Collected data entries
************
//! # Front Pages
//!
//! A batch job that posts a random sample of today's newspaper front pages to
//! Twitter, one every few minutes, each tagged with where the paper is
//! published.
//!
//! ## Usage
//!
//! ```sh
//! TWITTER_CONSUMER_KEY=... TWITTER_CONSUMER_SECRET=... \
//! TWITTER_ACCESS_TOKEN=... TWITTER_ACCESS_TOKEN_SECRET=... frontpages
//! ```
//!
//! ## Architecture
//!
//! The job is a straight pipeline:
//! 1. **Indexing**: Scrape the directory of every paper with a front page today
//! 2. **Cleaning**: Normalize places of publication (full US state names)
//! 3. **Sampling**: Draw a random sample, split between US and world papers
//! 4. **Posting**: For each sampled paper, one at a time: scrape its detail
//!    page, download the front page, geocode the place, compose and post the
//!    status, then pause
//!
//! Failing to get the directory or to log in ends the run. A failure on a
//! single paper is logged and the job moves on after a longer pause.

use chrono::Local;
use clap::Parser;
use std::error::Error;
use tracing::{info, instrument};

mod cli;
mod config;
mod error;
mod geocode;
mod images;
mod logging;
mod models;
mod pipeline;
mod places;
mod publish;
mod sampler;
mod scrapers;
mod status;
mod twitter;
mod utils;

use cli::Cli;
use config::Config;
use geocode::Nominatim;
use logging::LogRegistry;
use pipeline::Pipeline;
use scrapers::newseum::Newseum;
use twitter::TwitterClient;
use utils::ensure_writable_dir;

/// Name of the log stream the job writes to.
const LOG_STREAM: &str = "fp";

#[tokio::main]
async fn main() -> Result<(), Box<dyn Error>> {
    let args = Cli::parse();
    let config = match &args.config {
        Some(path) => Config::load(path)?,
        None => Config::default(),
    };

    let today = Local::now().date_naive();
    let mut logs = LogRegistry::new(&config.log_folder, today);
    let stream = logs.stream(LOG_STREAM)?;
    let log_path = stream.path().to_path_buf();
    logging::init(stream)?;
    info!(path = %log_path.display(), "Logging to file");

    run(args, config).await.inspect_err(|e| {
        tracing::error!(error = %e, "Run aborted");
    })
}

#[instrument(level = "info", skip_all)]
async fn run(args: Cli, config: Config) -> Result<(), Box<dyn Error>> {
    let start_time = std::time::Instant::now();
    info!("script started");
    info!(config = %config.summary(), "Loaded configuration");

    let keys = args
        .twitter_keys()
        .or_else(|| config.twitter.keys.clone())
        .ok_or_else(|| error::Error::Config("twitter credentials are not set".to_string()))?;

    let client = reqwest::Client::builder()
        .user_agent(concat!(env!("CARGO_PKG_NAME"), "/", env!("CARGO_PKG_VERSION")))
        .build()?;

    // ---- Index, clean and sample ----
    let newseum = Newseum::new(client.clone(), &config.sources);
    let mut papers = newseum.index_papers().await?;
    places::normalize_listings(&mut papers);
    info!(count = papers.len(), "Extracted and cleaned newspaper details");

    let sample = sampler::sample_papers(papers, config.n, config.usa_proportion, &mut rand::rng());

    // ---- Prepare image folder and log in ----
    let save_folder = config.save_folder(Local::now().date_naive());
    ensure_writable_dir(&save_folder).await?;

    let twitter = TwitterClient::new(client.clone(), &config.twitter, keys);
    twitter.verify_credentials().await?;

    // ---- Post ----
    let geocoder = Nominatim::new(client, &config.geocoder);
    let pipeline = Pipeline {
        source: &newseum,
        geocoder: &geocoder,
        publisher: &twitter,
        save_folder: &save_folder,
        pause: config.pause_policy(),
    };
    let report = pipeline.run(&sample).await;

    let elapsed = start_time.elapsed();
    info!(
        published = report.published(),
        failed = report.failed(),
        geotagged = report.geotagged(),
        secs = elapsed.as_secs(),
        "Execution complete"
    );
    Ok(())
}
************
**ABOUT THIS TASK**
Please set down all the data word for word.

**COMPLETED EXERCISE**
//! # Front Pages
//!
//! A batch job that posts a random sample of today's newspaper front pages to
//! Twitter, one every few minutes, each tagged with where the paper is
//! published.
//!
//! ## Usage
//!
//! ```sh
//! TWITTER_CONSUMER_KEY=... TWITTER_CONSUMER_SECRET=... \
//! TWITTER_ACCESS_TOKEN=... TWITTER_ACCESS_TOKEN_SECRET=... frontpages
//! ```
//!
//! ## Architecture
//!
//! The job is a straight pipeline:
//! 1. **Indexing**: Scrape the directory of every paper with a front page today
//! 2. **Cleaning**: Normalize places of publication (full US state names)
//! 3. **Sampling**: Draw a random sample, split between US and world papers
//! 4. **Posting**: For each sampled paper, one at a time: scrape its detail
//!    page, download the front page, geocode the place, compose and post the
//!    status, then pause
//!
//! Failing to get the directory or to log in ends the run. A failure on a
//! single paper is logged and the job moves on after a longer pause.

use chrono::Local;
use clap::Parser;
use std::error::Error;
use tracing::{info, instrument};

mod cli;
mod config;
mod error;
mod geocode;
mod images;
mod logging;
mod models;
mod pipeline;
mod places;
mod publish;
mod sampler;
mod scrapers;
mod status;
mod twitter;
mod utils;

use cli::Cli;
use config::Config;
use geocode::Nominatim;
use logging::LogRegistry;
use pipeline::Pipeline;
use scrapers::newseum::Newseum;
use twitter::TwitterClient;
use utils::ensure_writable_dir;

/// Name of the log stream the job writes to.
const LOG_STREAM: &str = "fp";

#[tokio::main]
async fn main() -> Result<(), Box<dyn Error>> {
    let args = Cli::parse();
    let config = match &args.config {
        Some(path) => Config::load(path)?,
        None => Config::default(),
    };

    let today = Local::now().date_naive();
    let mut logs = LogRegistry::new(&config.log_folder, today);
    let stream = logs.stream(LOG_STREAM)?;
    let log_path = stream.path().to_path_buf();
    logging::init(stream)?;
    info!(path = %log_path.display(), "Logging to file");

    run(args, config).await.inspect_err(|e| {
        tracing::error!(error = %e, "Run aborted");
    })
}

#[instrument(level = "info", skip_all)]
async fn run(args: Cli, config: Config) -> Result<(), Box<dyn Error>> {
    let start_time = std::time::Instant::now();
    info!("script started");
    info!(config = %config.summary(), "Loaded configuration");

    let keys = args
        .twitter_keys()
        .or_else(|| config.twitter.keys.clone())
        .ok_or_else(|| error::Error::Config("twitter credentials are not set".to_string()))?;

    let client = reqwest::Client::builder()
        .user_agent(concat!(env!("CARGO_PKG_NAME"), "/", env!("CARGO_PKG_VERSION")))
        .build()?;

    // ---- Index, clean and sample ----
    let newseum = Newseum::new(client.clone(), &config.sources);
    let mut papers = newseum.index_papers().await?;
    places::normalize_listings(&mut papers);
    info!(count = papers.len(), "Extracted and cleaned newspaper details");

    let sample = sampler::sample_papers(papers, config.n, config.usa_proportion, &mut rand::rng());

    // ---- Prepare image folder and log in ----
    let save_folder = config.save_folder(Local::now().date_naive());
    ensure_writable_dir(&save_folder).await?;

    let twitter = TwitterClient::new(client.clone(), &config.twitter, keys);
    twitter.verify_credentials().await?;

    // ---- Post ----
    let geocoder = Nominatim::new(client, &config.geocoder);
    let pipeline = Pipeline {
        source: &newseum,
        geocoder: &geocoder,
        publisher: &twitter,
        save_folder: &save_folder,
        pause: config.pause_policy(),
    };
    let report = pipeline.run(&sample).await;

    let elapsed = start_time.elapsed();
    info!(
        published = report.published(),
        failed = report.failed(),
        geotagged = report.geotagged(),
        secs = elapsed.as_secs(),
        "Execution complete"
    );
    Ok(())
}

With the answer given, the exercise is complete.